Your hair will have a natural tendency to one or the other extreme. Curly hair is most often high porosity, while many straight-haired people have low porosity hair.
That being said, there are quite a few ways in which you can impact the porosity of your strands through hair treatments and other external things.
Why should you care about your hair’s porosity?
This, at first, might not sound very interesting. Why should you care if your cuticles are raised or closed?
Well, first of all, your hair porosity determines how well your hair can be moisturized and retain moisture. When the cuticle is raised, moisture and oils get into your hair more easily. But they also get out much quicker.
People with low porosity hair, on the other hand, need some way to help their hair absorb moisture in the first place.
This alone is vital information for anyone who wants shiny, healthy hair.
Second of all, different hair porosities need different hair care. To achieve your hair goals, you need to pick the fitting products, tools, and hair care routines.
So finding out the porosity of your hair and then caring for your locks according to the result can get you from constant bad hair days to the great looking hair you want!

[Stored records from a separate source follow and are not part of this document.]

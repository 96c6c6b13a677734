/// Live activity feed
///
/// `GET /api/events` streams the writes of the caller's organization as
/// Server-Sent Events. The event name is the activity kind and the data is
/// the JSON [`ActivityEvent`]:
///
/// ```text
/// event: task_updated
/// data: {"organization_id":"...","kind":"task_updated","entity_id":"...","actor_id":"...","at":"..."}
/// ```
///
/// Each subscriber only receives kinds its role may read, e.g. no invoice
/// events without `invoices:read`. The role is read once when the stream
/// opens; a role change applies on reconnect.
///
/// The feed is live only; nothing is replayed on reconnect. A subscriber
/// that falls behind the hub's buffer skips the missed events.

use crate::{app::AppState, error::ApiError};
use agencyhub_shared::{
    auth::{
        authorization::require_membership, middleware::AuthContext,
        permissions::role_has_permission,
    },
    events::ActivityEvent,
    models::membership::MemberRole,
};
use axum::{
    extract::State,
    response::sse::{Event, KeepAlive, Sse},
    Extension,
};
use futures::Stream;
use std::{convert::Infallible, time::Duration};
use tokio_stream::{
    wrappers::{errors::BroadcastStreamRecvError, BroadcastStream},
    StreamExt,
};
use uuid::Uuid;

const KEEP_ALIVE_INTERVAL: Duration = Duration::from_secs(25);

pub async fn activity_stream(
    State(state): State<AppState>,
    Extension(auth): Extension<AuthContext>,
) -> Result<Sse<impl Stream<Item = Result<Event, Infallible>>>, ApiError> {
    let role = require_membership(&state.db, &auth).await?;

    tracing::info!(
        organization_id = %auth.organization_id,
        user_id = %auth.user_id,
        role = role.as_str(),
        subscribers = state.events.subscriber_count() + 1,
        "Activity stream opened"
    );

    let organization_id = auth.organization_id;
    let stream = BroadcastStream::new(state.events.subscribe())
        .filter_map(move |message| to_sse_event(organization_id, role, message))
        .map(Ok);

    Ok(Sse::new(stream).keep_alive(KeepAlive::new().interval(KEEP_ALIVE_INTERVAL)))
}

/// Keeps the organization's events the role may see and renders them
fn to_sse_event(
    organization_id: Uuid,
    role: MemberRole,
    message: Result<ActivityEvent, BroadcastStreamRecvError>,
) -> Option<Event> {
    let event = match message {
        Ok(event) if event.organization_id == organization_id => event,
        Ok(_) => return None,
        Err(BroadcastStreamRecvError::Lagged(skipped)) => {
            tracing::warn!(%organization_id, skipped, "Activity stream lagged");
            return None;
        }
    };
    if let Some(permission) = event.kind.required_permission() {
        if !role_has_permission(role, permission) {
            return None;
        }
    }

    match Event::default().event(event.kind.as_str()).json_data(&event) {
        Ok(sse) => Some(sse),
        Err(e) => {
            tracing::error!(error = %e, "Failed to encode activity event");
            None
        }
    }
}

#[cfg(test)]
mod tests {
    use super::*;
    use agencyhub_shared::events::ActivityKind;

    #[test]
    fn test_other_organizations_are_filtered() {
        let mine = Uuid::new_v4();
        let event = ActivityEvent::new(Uuid::new_v4(), ActivityKind::ClientCreated, Uuid::new_v4(), Uuid::new_v4());

        assert!(to_sse_event(mine, MemberRole::Owner, Ok(event)).is_none());
    }

    #[test]
    fn test_own_events_are_rendered() {
        let mine = Uuid::new_v4();
        let event = ActivityEvent::new(mine, ActivityKind::TaskUpdated, Uuid::new_v4(), Uuid::new_v4());

        assert!(to_sse_event(mine, MemberRole::Member, Ok(event)).is_some());
    }

    #[test]
    fn test_lag_is_skipped() {
        assert!(to_sse_event(Uuid::new_v4(), MemberRole::Owner, Err(BroadcastStreamRecvError::Lagged(4))).is_none());
    }

    #[test]
    fn test_events_need_the_matching_read_permission() {
        let mine = Uuid::new_v4();
        let invoice = || ActivityEvent::new(mine, ActivityKind::InvoiceCreated, Uuid::new_v4(), Uuid::new_v4());
        let member = || ActivityEvent::new(mine, ActivityKind::MemberAdded, Uuid::new_v4(), Uuid::new_v4());

        assert!(to_sse_event(mine, MemberRole::Member, Ok(invoice())).is_none());
        assert!(to_sse_event(mine, MemberRole::Client, Ok(member())).is_none());
        assert!(to_sse_event(mine, MemberRole::Finance, Ok(invoice())).is_some());
        assert!(to_sse_event(mine, MemberRole::Owner, Ok(member())).is_some());

        let settings = ActivityEvent::new(mine, ActivityKind::OrganizationUpdated, mine, Uuid::new_v4());
        assert!(to_sse_event(mine, MemberRole::Client, Ok(settings)).is_some());
    }
}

How do you know if you have high or low porosity hair?
So now, assuming that you don’t have a microscope at home, you’ll ask yourself one question:
How can you know what your hair porosity is?
While looking at your hair, and how it reacts to water and products in general, will give you a very good idea already, there is a very popular method to test for porosity.
The hair porosity test
The best-known method to test for hair porosity is the so-called “hair porosity water test”.
All you need for it is a glass of water and a clean hair. Make sure your hair is really clean, meaning no conditioner, no hair gel or other products. Those would falsify your result.
Drop your hair into the glass of water, and set a timer for 20 minutes. After these 20 minutes, come back to see what your hair did.
Did it sink? Then you have high porosity hair.
Is it still floating, even after 20 minutes? Then you clearly have low porosity hair.
People whose hair cannot decide which way it wants to go, fall under the range of medium porosity hair.
So what do these different porosities actually look like, what do they mean for your hair care and what can you do about it?
Low porosity hair
As we found out above, low porosity hair means that your cuticle is closed, making it difficult for moisture and product to penetrate the hair shaft.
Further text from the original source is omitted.